Exercise objective: Please count the lines below that contain the word "migrate", and reply with that number alone.

────

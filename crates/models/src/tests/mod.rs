/// Database connection and configuration tests
pub mod db_tests;

/// CRUD operations tests for all models
pub mod crud_tests;

use std::time::Duration;

use migration::MigratorTrait;
use sea_orm::DatabaseConnection;

use crate::db::{connect_with_config, DatabaseConfig};

/// Connect and migrate, or `None` when no database is configured for tests.
pub async fn test_db() -> Option<DatabaseConnection> {
    if std::env::var("SKIP_DB_TESTS").is_ok() || std::env::var("DATABASE_URL").is_err() {
        eprintln!("skip: DATABASE_URL not set or SKIP_DB_TESTS present");
        return None;
    }
    let cfg = DatabaseConfig {
        min_connections: 1,
        connect_timeout: Duration::from_secs(5),
        acquire_timeout: Duration::from_secs(5),
        ..DatabaseConfig::from_env()
    };
    let db = match connect_with_config(&cfg).await {
        Ok(db) => db,
        Err(e) => {
            eprintln!("skip: cannot connect to db: {}", e);
            return None;
        }
    };
    if let Err(e) = migration::Migrator::up(&db, None).await {
        eprintln!("skip: migrate up failed: {}", e);
        return None;
    }
    Some(db)
}
use sea_orm::{entity::prelude::*, ConnectionTrait, QueryFilter, Set};
use uuid::Uuid;
use chrono::{NaiveDate, NaiveTime, Utc};
use serde::{Deserialize, Serialize};

use crate::{account, counselor, errors::ModelError};

pub const STATUS_PENDING: &str = "pending";
pub const STATUS_CONFIRMED: &str = "confirmed";
pub const STATUS_COMPLETED: &str = "completed";
pub const STATUS_CANCELLED: &str = "cancelled";

#[derive(Clone, Debug, PartialEq, DeriveEntityModel, Serialize, Deserialize)]
#[sea_orm(table_name = "reservation")]
pub struct Model {
    #[sea_orm(primary_key, auto_increment = false)]
    pub id: Uuid,
    pub account_id: Uuid,
    pub counselor_id: Uuid,
    pub counsel_date: Date,
    pub counsel_time: Time,
    pub location: Option<String>,
    pub status: String,
    pub created_at: DateTimeWithTimeZone,
}

#[derive(Copy, Clone, Debug, EnumIter)]
pub enum Relation { Account, Counselor }

impl RelationTrait for Relation {
    fn def(&self) -> RelationDef {
        match self {
            Relation::Account => Entity::belongs_to(account::Entity).from(Column::AccountId).to(account::Column::Id).into(),
            Relation::Counselor => Entity::belongs_to(counselor::Entity).from(Column::CounselorId).to(counselor::Column::Id).into(),
        }
    }
}

impl Related<counselor::Entity> for Entity {
    fn to() -> RelationDef { Relation::Counselor.def() }
}

impl ActiveModelBehavior for ActiveModel {}

pub fn validate_status(s: &str) -> Result<String, ModelError> {
    let lower = s.trim().to_ascii_lowercase();
    let valid = [STATUS_PENDING, STATUS_CONFIRMED, STATUS_COMPLETED, STATUS_CANCELLED];
    if !valid.contains(&lower.as_str()) {
        return Err(ModelError::Validation(format!("invalid reservation status: {s}")));
    }
    Ok(lower)
}

pub fn validate_location(location: Option<&str>) -> Result<(), ModelError> {
    if location.is_some_and(|l| l.chars().count() > 255) {
        return Err(ModelError::Validation("location too long (<=255)".into()));
    }
    Ok(())
}

pub async fn create<C: ConnectionTrait>(
    db: &C,
    account_id: Uuid,
    counselor_id: Uuid,
    counsel_date: NaiveDate,
    counsel_time: NaiveTime,
    location: Option<&str>,
) -> Result<Model, ModelError> {
    validate_location(location)?;
    let am = ActiveModel {
        id: Set(Uuid::new_v4()),
        account_id: Set(account_id),
        counselor_id: Set(counselor_id),
        counsel_date: Set(counsel_date),
        counsel_time: Set(counsel_time),
        location: Set(location.map(|l| l.trim().to_string()).filter(|l| !l.is_empty())),
        status: Set(STATUS_PENDING.to_string()),
        created_at: Set(Utc::now().into()),
    };
    am.insert(db).await.map_err(ModelError::from_db)
}

/// Whether a non-cancelled reservation already holds the counselor's slot.
pub async fn slot_taken<C: ConnectionTrait>(db: &C, counselor_id: Uuid, counsel_date: NaiveDate, counsel_time: NaiveTime) -> Result<bool, ModelError> {
    use sea_orm::PaginatorTrait;
    let n = Entity::find()
        .filter(Column::CounselorId.eq(counselor_id))
        .filter(Column::CounselDate.eq(counsel_date))
        .filter(Column::CounselTime.eq(counsel_time))
        .filter(Column::Status.ne(STATUS_CANCELLED))
        .count(db)
        .await
        .map_err(ModelError::from_db)?;
    Ok(n > 0)
}

#[cfg(test)]
mod tests {
    use super::*;

    #[test]
    fn status_validation_normalizes_case() {
        assert_eq!(validate_status("Completed").unwrap(), "completed");
        assert!(validate_status("done").is_err());
    }

    #[test]
    fn location_length_limit() {
        assert!(validate_location(None).is_ok());
        assert!(validate_location(Some("Room 3")).is_ok());
        assert!(validate_location(Some(&"x".repeat(256))).is_err());
    }
}
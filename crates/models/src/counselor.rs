use sea_orm::{entity::prelude::*, ConnectionTrait, Set};
use uuid::Uuid;
use chrono::Utc;
use serde::{Deserialize, Serialize};

use crate::errors::ModelError;

#[derive(Clone, Debug, PartialEq, DeriveEntityModel, Serialize, Deserialize)]
#[sea_orm(table_name = "counselor")]
pub struct Model {
    #[sea_orm(primary_key, auto_increment = false)]
    pub id: Uuid,
    pub name: String,
    pub introduction: Option<String>,
    pub created_at: DateTimeWithTimeZone,
}

#[derive(Copy, Clone, Debug, EnumIter)]
pub enum Relation {}

impl RelationTrait for Relation {
    fn def(&self) -> RelationDef { panic!("no relations defined here") }
}

impl ActiveModelBehavior for ActiveModel {}

pub fn validate_name(name: &str) -> Result<(), ModelError> {
    let len = name.trim().chars().count();
    if len == 0 { return Err(ModelError::Validation("counselor name required".into())); }
    if len > 64 { return Err(ModelError::Validation("counselor name too long (<=64)".into())); }
    Ok(())
}

pub async fn create<C: ConnectionTrait>(db: &C, name: &str, introduction: Option<&str>) -> Result<Model, ModelError> {
    validate_name(name)?;
    let am = ActiveModel {
        id: Set(Uuid::new_v4()),
        name: Set(name.trim().to_string()),
        introduction: Set(introduction.map(str::to_string).filter(|s| !s.trim().is_empty())),
        created_at: Set(Utc::now().into()),
    };
    am.insert(db).await.map_err(ModelError::from_db)
}
//! Create `review_tag` and the `review_tag_map` join table.
//!
//! Tags are shared across reviews and identified by name.
use sea_orm_migration::{prelude::*, schema::*};

#[derive(DeriveMigrationName)]
pub struct Migration;

#[async_trait::async_trait]
impl MigrationTrait for Migration {
    async fn up(&self, manager: &SchemaManager) -> Result<(), DbErr> {
        manager
            .create_table(
                Table::create()
                    .table(ReviewTag::Table)
                    .if_not_exists()
                    .col(uuid(ReviewTag::Id).primary_key())
                    .col(string_len(ReviewTag::Name, 32).unique_key().not_null())
                    .to_owned(),
            )
            .await?;

        manager
            .create_table(
                Table::create()
                    .table(ReviewTagMap::Table)
                    .if_not_exists()
                    .col(uuid(ReviewTagMap::ReviewId).not_null())
                    .col(uuid(ReviewTagMap::TagId).not_null())
                    .primary_key(
                        Index::create()
                            .col(ReviewTagMap::ReviewId)
                            .col(ReviewTagMap::TagId),
                    )
                    .foreign_key(
                        ForeignKey::create()
                            .name("fk_review_tag_map_review")
                            .from(ReviewTagMap::Table, ReviewTagMap::ReviewId)
                            .to(Review::Table, Review::Id)
                            .on_delete(ForeignKeyAction::Cascade)
                            .on_update(ForeignKeyAction::Cascade),
                    )
                    .foreign_key(
                        ForeignKey::create()
                            .name("fk_review_tag_map_tag")
                            .from(ReviewTagMap::Table, ReviewTagMap::TagId)
                            .to(ReviewTag::Table, ReviewTag::Id)
                            .on_delete(ForeignKeyAction::Cascade)
                            .on_update(ForeignKeyAction::Cascade),
                    )
                    .to_owned(),
            )
            .await
    }

    async fn down(&self, manager: &SchemaManager) -> Result<(), DbErr> {
        manager.drop_table(Table::drop().table(ReviewTagMap::Table).to_owned()).await?;
        manager.drop_table(Table::drop().table(ReviewTag::Table).to_owned()).await
    }
}

#[derive(DeriveIden)]
enum ReviewTag { Table, Id, Name }

#[derive(DeriveIden)]
enum ReviewTagMap { Table, ReviewId, TagId }

#[derive(DeriveIden)]
enum Review { Table, Id }
//! Read-only consultation history.

pub mod domain;
pub mod repository;
pub mod service;

pub use domain::ConsultDetailView;
pub use repository::ConsultDetailRepository;
pub use service::{ConsultDetailService, DEFAULT_LATEST_SIZE};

────

Answer space: 2